Lenders require mortgage insurance for conventional loans when buyers don't bring 20% or more of the purchase price as equity to their closing.  Mortgage insurance only protects the lender in case you default on the loan. It doesn't provide any benefit to you! The sooner you can get rid of it, the better off you are.

So, it is essential to make sure you calculate your percentage equity in your home regularly, so you can eliminate paying mortage insurance as soon as possible! 


First, you have to know what TYPE of loan do you have: Is it a CONVENTIONAL, VA, or FHA loan?


VA loans are designed so that veterans can borrow up to 100% of the value of the home WITHOUT mortgage insurance. So if you have a VA loan - no need to worry, you are not paying MI - rest easy!

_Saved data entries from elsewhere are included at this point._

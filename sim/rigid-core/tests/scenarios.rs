//! End-to-end scenarios stepping a full world.
//!
//! Tests cover:
//! - a sphere dropped on a plane settles and falls asleep
//! - two overlapping spheres produce one contact along the center line
//! - stepping a world at rest changes nothing
//! - a body created with zero mass is static
//! - the island-splitting solver agrees with the global solver
//! - boxes stacked on a plane stay stacked

use std::f64::consts::FRAC_PI_2;

use approx::assert_relative_eq;
use rigid_core::narrow_phase::CONTACT_MAX_FORCE;
use rigid_core::{Body, BodyType, SleepState, World, WorldEvent};
use rigid_shapes::Shape;
use rigid_types::math::{Quat, Vec3};
use rigid_types::{SolverConfig, WorldConfig};

const DT: f64 = 1.0 / 60.0;

/// Static plane through the origin with its normal along +Y.
fn floor() -> Body {
    Body::fixed()
        .with_shape(Shape::plane())
        .with_quaternion(Quat::from_axis_angle(&Vec3::x_axis(), -FRAC_PI_2))
}

fn ball(radius: f64, position: Vec3) -> Body {
    Body::new(1.0)
        .with_shape(Shape::sphere(radius).expect("valid radius"))
        .with_position(position)
}

#[test]
fn falling_sphere_comes_to_rest_and_sleeps() {
    let mut world = World::new(WorldConfig::earth()).expect("valid config");
    world.add_body(floor()).expect("add floor");
    let id = world.add_body(ball(1.0, Vec3::new(0.0, 5.0, 0.0))).expect("add ball");

    let mut slept_at = None;
    for step in 0..600 {
        world.step(DT).expect("step");
        if slept_at.is_none() && world.body(id).expect("ball").is_sleeping() {
            slept_at = Some(step);
        }
    }

    let body = world.body(id).expect("ball");
    assert!(slept_at.is_some(), "ball never fell asleep");
    assert_eq!(body.sleep_state(), SleepState::Sleeping);
    assert_relative_eq!(body.position.y, 1.0, epsilon = 0.05);
    assert_relative_eq!(body.position.x, 0.0, epsilon = 1e-9);
    assert_relative_eq!(body.velocity, Vec3::zeros());

    let events: Vec<_> = world.drain_events().collect();
    assert!(events.contains(&WorldEvent::Sleepy(id)));
    assert!(events.contains(&WorldEvent::Sleep(id)));
}

#[test]
fn overlapping_spheres_make_one_contact() {
    let mut world = World::default();
    world.add_body(ball(1.0, Vec3::zeros())).expect("add a");
    world.add_body(ball(1.0, Vec3::new(1.5, 0.0, 0.0))).expect("add b");
    world.step(DT).expect("step");

    assert_eq!(world.contacts().len(), 1);
    let contact = &world.contacts()[0];
    assert_eq!((contact.body_a, contact.body_b), (0, 1));
    let normal = contact.contact_normal().expect("contact row");
    assert_relative_eq!(normal, Vec3::x(), epsilon = 1e-12);
    assert_relative_eq!(contact.min_force, 0.0);
    assert_relative_eq!(contact.max_force, CONTACT_MAX_FORCE);
    assert!(contact.multiplier >= 0.0);
    assert_eq!(world.friction_equations().len(), 2);

    // The solver pushes the spheres apart.
    let a = &world.bodies()[0];
    let b = &world.bodies()[1];
    assert!(a.velocity.x < 0.0);
    assert!(b.velocity.x > 0.0);
}

#[test]
fn resting_world_is_unchanged_by_stepping() {
    let mut world = World::default();
    let bodies = [
        ball(0.5, Vec3::new(-3.0, 0.0, 0.0)),
        ball(0.5, Vec3::new(3.0, 1.0, 0.0)).with_quaternion(Quat::from_euler_angles(0.1, 0.2, 0.3)),
        Body::new(2.0)
            .with_shape(Shape::cuboid(Vec3::new(0.5, 0.25, 1.0)).expect("valid box"))
            .with_position(Vec3::new(0.0, 4.0, 0.0)),
    ];
    let initial: Vec<_> = bodies.iter().map(|b| (b.position, b.quaternion)).collect();
    let ids: Vec<_> = bodies
        .into_iter()
        .map(|b| world.add_body(b).expect("add"))
        .collect();

    for _ in 0..10 {
        world.step(DT).expect("step");
    }

    for (id, (position, quaternion)) in ids.iter().zip(initial) {
        let body = world.body(*id).expect("body");
        assert_eq!(body.position, position);
        assert_relative_eq!(body.quaternion, quaternion, epsilon = 1e-12);
    }
    assert!(world.contacts().is_empty());
}

#[test]
fn zero_mass_body_is_static() {
    let mut world = World::new(WorldConfig::earth()).expect("valid config");
    let body = Body::new(0.0)
        .with_shape(Shape::sphere(1.0).expect("valid radius"))
        .with_position(Vec3::new(0.0, 3.0, 0.0))
        .with_velocity(Vec3::x());
    assert_eq!(body.body_type(), BodyType::Static);
    let id = world.add_body(body).expect("add");

    // A dynamic ball dropped onto it cannot push it.
    world.add_body(ball(1.0, Vec3::new(0.0, 4.8, 0.0))).expect("add ball");
    for _ in 0..60 {
        world.step(DT).expect("step");
    }
    let body = world.body(id).expect("static body");
    assert_eq!(body.position, Vec3::new(0.0, 3.0, 0.0));
    assert_relative_eq!(body.inv_mass(), 0.0);
}

fn sliding_scene(solver: SolverConfig) -> World {
    let config = WorldConfig::earth().with_sleep(false).with_solver(solver);
    let mut world = World::new(config).expect("valid config");
    world.add_body(floor()).expect("add floor");
    for (x, speed) in [(-4.0, 1.0), (4.0, -2.0)] {
        world
            .add_body(ball(1.0, Vec3::new(x, 0.98, 0.0)).with_velocity(Vec3::new(speed, 0.0, 0.5)))
            .expect("add ball");
    }
    world
}

#[test]
fn split_solver_matches_global_solver() {
    let exact = SolverConfig::default().with_iterations(50).with_tolerance(0.0);
    let mut global = sliding_scene(exact.clone());
    let mut split = sliding_scene(exact.split());

    for _ in 0..30 {
        global.step(DT).expect("global step");
        split.step(DT).expect("split step");
    }

    for (g, s) in global.bodies().iter().zip(split.bodies()) {
        assert_relative_eq!(g.position, s.position, epsilon = 1e-6);
        assert_relative_eq!(g.velocity, s.velocity, epsilon = 1e-6);
        assert_relative_eq!(g.angular_velocity, s.angular_velocity, epsilon = 1e-6);
    }
    // Friction turned sliding into rolling.
    let first = &global.bodies()[1];
    assert!(first.velocity.x < 1.0);
    assert!(first.angular_velocity.norm() > 0.0);
}

#[test]
fn box_stack_stays_upright() {
    let mut world = World::new(WorldConfig::earth()).expect("valid config");
    world.add_body(floor()).expect("add floor");
    let cube = || Shape::cuboid(Vec3::repeat(0.5)).expect("valid box");
    let ids: Vec<_> = (0..3)
        .map(|k| {
            let y = 0.5 + f64::from(k) * 1.0;
            world
                .add_body(Body::new(1.0).with_shape(cube()).with_position(Vec3::new(0.0, y, 0.0)))
                .expect("add box")
        })
        .collect();

    for _ in 0..120 {
        world.step(DT).expect("step");
    }

    for (k, id) in ids.iter().enumerate() {
        let body = world.body(*id).expect("box");
        #[allow(clippy::cast_precision_loss)]
        let expected = 0.5 + k as f64;
        assert_relative_eq!(body.position.y, expected, epsilon = 0.1);
        assert_relative_eq!(body.position.x, 0.0, epsilon = 1e-2);
    }
    assert!(world.validate().is_ok());
}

For conventional loans, you will need to reach 20% equity in your home to be eligible to eliminate PMI. Check regularly on the value of your home and your mortgage balance. If you are convinced you have more than 20% equituy, call your lender and ask to reassess the need for PMI.


FHA loans charge 0.5% of the loan amount per year as a mortgage insurance premium, charged to the homeowner each month. In addition, FHA charges an upfront mortgage insurance premium (MIP) of 1.75%. These monthly payments will be automatically terminated when:

  • If your mortgage has a term longer than 15 years, the annual MI premiums will be eliminated when the "Loan to Value (LTV)" ratio reaches 78%, provided you have paid your annual premium for at least 5 years.
  • If your mortgage has a term of 15 years or less, and your original LTV was greater than 90%, the MI premiums will be eliminated when the LTV ratio reaches 78%, regardless of the amount of time you have paid those premiums for. So for a shorter term loan (15 years), you will only need 10% down on an FHA loan to eliminate MIP!

  • Second, you will need to determine the approximate current market value (CMV) of your home. You can do this by asking your REALTOR for a Comparative Market Analysis (CMA), or by checking county records for recent comparable sales.  The lender will probably do a quick value assessment and let you know if they agree with you or not.

    Once you have the value of your home and your current loan balance, you can estimate the equity you currently have in your home: If by your calculations you exceed the minimum required for your type of loan, contact your lender and ask about them eliminating mortgage insurance!